Secondo la procedura di nomina l’aspirante Commissario, dopo l’approvazione della sua nomina in Commissione Ambiente, giovedì dovrebbe ricevere la conferma dell’incarico dall’intero emiciclo del parlamento a Strasburgo, che si esprimerà a scrutinio segreto. Una nomina basata su vacue promesse che scalfisce ancor di più un già fragile equilibrio tra i vari partiti europei che con questa scelta sembrano acconsentire all’annacquamento definitivo del Green deal.

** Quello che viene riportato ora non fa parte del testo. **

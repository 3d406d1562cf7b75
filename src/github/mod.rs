pub mod client;

pub use client::{GitHubClient, RemoteBlob, VersionToken};
//! HTTP/REST API layer for Hashery.
//!
//! Axum-based API with `{"detail": ...}` error bodies and CORS for the
//! frontend origins.

pub mod error;
pub mod extractors;
pub mod handlers;
pub mod router;
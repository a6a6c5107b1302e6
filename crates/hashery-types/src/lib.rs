//! Shared domain types for Hashery.
//!
//! This crate contains the value types exchanged with the hashing service:
//! request payloads, the hash response, the service error, and the
//! process-wide configuration.
//!
//! Zero infrastructure dependencies -- only serde and thiserror.

pub mod config;
pub mod error;
pub mod hash;
//! Cryptographic primitives for Hashery.
//!
//! - `hash`: SHA-256 content and file digests
//! - `password`: bcrypt password hashing

pub mod hash;
pub mod password;
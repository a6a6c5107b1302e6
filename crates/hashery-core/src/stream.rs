//! Fixed-size chunk stream over an async byte source.
//!
//! Uploads are consumed through [`chunks`] so peak memory per request is
//! bounded by [`FILE_CHUNK_SIZE`] regardless of the upload's total size.

use tokio::io::AsyncRead;
use tokio_util::io::ReaderStream;

/// Maximum number of bytes pulled from the source per read.
pub const FILE_CHUNK_SIZE: usize = 8192;

/// Wrap `reader` in a stream of chunks of at most [`FILE_CHUNK_SIZE`] bytes.
///
/// The stream ends at the first zero-length read. A read error is yielded
/// once and ends the stream. The reader and the read buffer are owned by the
/// stream and dropped with it, whether or not it was driven to completion.
pub fn chunks<R>(reader: R) -> ReaderStream<R>
where
    R: AsyncRead,
{
    ReaderStream::with_capacity(reader, FILE_CHUNK_SIZE)
}
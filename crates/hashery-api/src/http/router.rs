//! Axum router configuration with middleware.
//!
//! Middleware: CORS for the configured frontend origins, request tracing.
//! The file route lifts the default body limit so uploads of any size
//! stream through.

use axum::extract::DefaultBodyLimit;
use axum::http::HeaderValue;
use axum::routing::{get, post};
use axum::Router;
use tower_http::cors::{AllowHeaders, AllowMethods, AllowOrigin, CorsLayer};
use tower_http::trace::TraceLayer;

use hashery_types::config::CorsConfig;

use crate::http::handlers;
use crate::state::AppState;

/// Build the complete API router with all routes and middleware.
pub fn build_router(state: AppState) -> anyhow::Result<Router> {
    let cors = build_cors(&state.config.cors)?;

    let hash_routes = Router::new()
        .route("/password", post(handlers::hash::hash_password))
        .route("/content", post(handlers::hash::hash_content))
        .route(
            "/file",
            post(handlers::hash::hash_file).layer(DefaultBodyLimit::disable()),
        );

    let router = Router::new()
        .route("/", get(handlers::status::root))
        .route("/health", get(handlers::status::health_check))
        .nest("/hash", hash_routes)
        .layer(cors)
        .layer(TraceLayer::new_for_http())
        .with_state(state);

    Ok(router)
}

/// CORS layer for the configured origins.
///
/// Methods and headers are mirrored from the request: wildcards are not
/// allowed together with credentials.
fn build_cors(config: &CorsConfig) -> anyhow::Result<CorsLayer> {
    let origins = config
        .allowed_origins
        .iter()
        .map(|origin| {
            HeaderValue::from_str(origin)
                .map_err(|e| anyhow::anyhow!("invalid CORS origin '{origin}': {e}"))
        })
        .collect::<anyhow::Result<Vec<_>>>()?;

    Ok(CorsLayer::new()
        .allow_origin(AllowOrigin::list(origins))
        .allow_methods(AllowMethods::mirror_request())
        .allow_headers(AllowHeaders::mirror_request())
        .allow_credentials(config.allow_credentials))
}
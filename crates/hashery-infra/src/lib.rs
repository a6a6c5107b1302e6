//! Infrastructure layer for Hashery.
//!
//! Contains implementations of the hasher traits defined in `hashery-core`
//! (SHA-256 content hashing, bcrypt password hashing) and the config file
//! loader.

pub mod config;
pub mod crypto;
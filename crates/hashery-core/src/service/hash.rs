//! ContentHasher trait for computing content digests.
//!
//! Defined in hashery-core so services can hash content without coupling to
//! a specific hashing algorithm. The `Sha256ContentHasher` adapter lives in
//! hashery-infra.

/// Incremental digest state: accepts chunks, then finalizes exactly once.
pub trait DigestAccumulator: Send {
    /// Feed the next chunk of input.
    fn update(&mut self, chunk: &[u8]);

    /// Consume the accumulator and return the lowercase hex digest.
    fn finalize_hex(self) -> String;
}

/// Abstraction over content hashing.
pub trait ContentHasher: Send + Sync {
    type Accumulator: DigestAccumulator;

    /// Start a fresh incremental digest.
    fn accumulator(&self) -> Self::Accumulator;

    /// Compute a hex-encoded hash of the given content in one pass.
    fn compute_hash(&self, content: &str) -> String {
        let mut acc = self.accumulator();
        acc.update(content.as_bytes());
        acc.finalize_hex()
    }
}
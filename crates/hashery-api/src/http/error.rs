//! Application error type mapping to HTTP status codes and the
//! `{"detail": ...}` body.

use axum::extract::multipart::{MultipartError, MultipartRejection};
use axum::extract::rejection::JsonRejection;
use axum::http::StatusCode;
use axum::response::{IntoResponse, Response};
use axum::Json;

use hashery_types::error::HashError;
use hashery_types::hash::ErrorResponse;

/// Application-level error that maps to HTTP responses.
#[derive(Debug)]
pub enum AppError {
    /// Any failure inside a hashing operation. Always a 500.
    Hash(HashError),
    /// Request rejected before reaching the hashing service.
    Validation { status: StatusCode, message: String },
}

impl AppError {
    pub fn validation(status: StatusCode, message: impl Into<String>) -> Self {
        AppError::Validation {
            status,
            message: message.into(),
        }
    }
}

impl From<HashError> for AppError {
    fn from(e: HashError) -> Self {
        AppError::Hash(e)
    }
}

impl From<JsonRejection> for AppError {
    fn from(e: JsonRejection) -> Self {
        AppError::validation(e.status(), e.body_text())
    }
}

impl From<MultipartRejection> for AppError {
    fn from(e: MultipartRejection) -> Self {
        AppError::validation(e.status(), e.body_text())
    }
}

impl From<MultipartError> for AppError {
    fn from(e: MultipartError) -> Self {
        AppError::validation(e.status(), e.body_text())
    }
}

impl IntoResponse for AppError {
    fn into_response(self) -> Response {
        let (status, detail) = match self {
            AppError::Hash(e) => {
                tracing::error!(error = %e, "hashing operation failed");
                (StatusCode::INTERNAL_SERVER_ERROR, e.to_string())
            }
            AppError::Validation { status, message } => {
                tracing::debug!(%status, %message, "request rejected");
                (status, message)
            }
        };

        (status, Json(ErrorResponse { detail })).into_response()
    }
}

Una nomina che sembra seguire la narrativa per cui il Green deal vada ridimensionato, e che malgrado le promesse altisonanti ai deputati della Commissione Ambiente, porta il Parlamento ad affrontare gli ultimi mesi di legislatura con molti dubbi in un tempo in cui ci sono ancora varie leggi chiave da approvare – come quella sull’uso dei pesticidi o sulle Nuove tecniche genomiche in agricoltura – oltre all’appuntamento della conferenza sul clima COP28.
L’ex ministro degli Esteri olandese in quota PPE Hoekstra non era un candidato adatto e tantomeno credibile, o affidabile, per questa posizione. Non c’è nulla nella sua carriera professionale o politica che indica un interesse per le questioni climatiche. Sarebbe addirittura il contrario, come hanno sottolineato 50 organizzazioni ambientaliste in una lettera aperta contro di lui. Da annotare in particolare che ha lavorato per più di 15 anni, tra il 2002 e il 2017, con aziende che difendono gli interessi dei combustibili fossili, come la compagnia petrolifera Shell o la società di consulenza finanziaria McKinsey. Peraltro durante la crisi sanitaria, si è guadagnato la fama di falco e il soprannome di “Mr. No”, sostenendo l’ortodossia di bilancio piuttosto che la ripresa e opponendosi a qualsiasi meccanismo di solidarietà europea, Hoekstra non solo si oppose al rilascio di aiuti europei per la Spagna e l’Italia, ma arrivò a chiedere alla Commissione europea di indagare sul perché i due Paesi non avessero i margini di bilancio necessari per far fronte da soli alla crisi sanitaria. Una retorica nazionalpopulista in salsa olandese da parte di chi, coerentemente con il suo messaggio, nel frattempo deteneva azioni di società in paradisi fiscali.
Ieri durante il suo hearing a Strasburgo ha mostrato tutt’altra faccia, rinnegando la sua passata carriera politica, e calandosi nella parte del salvatore del Green deal che in sei mesi porterà a termine tutti gli obiettivi prefissati.
Nessuno gli ha creduto ma la maggioranza dell’aula – per ragioni distinte – con tutta probabilità lo voterà. Io no.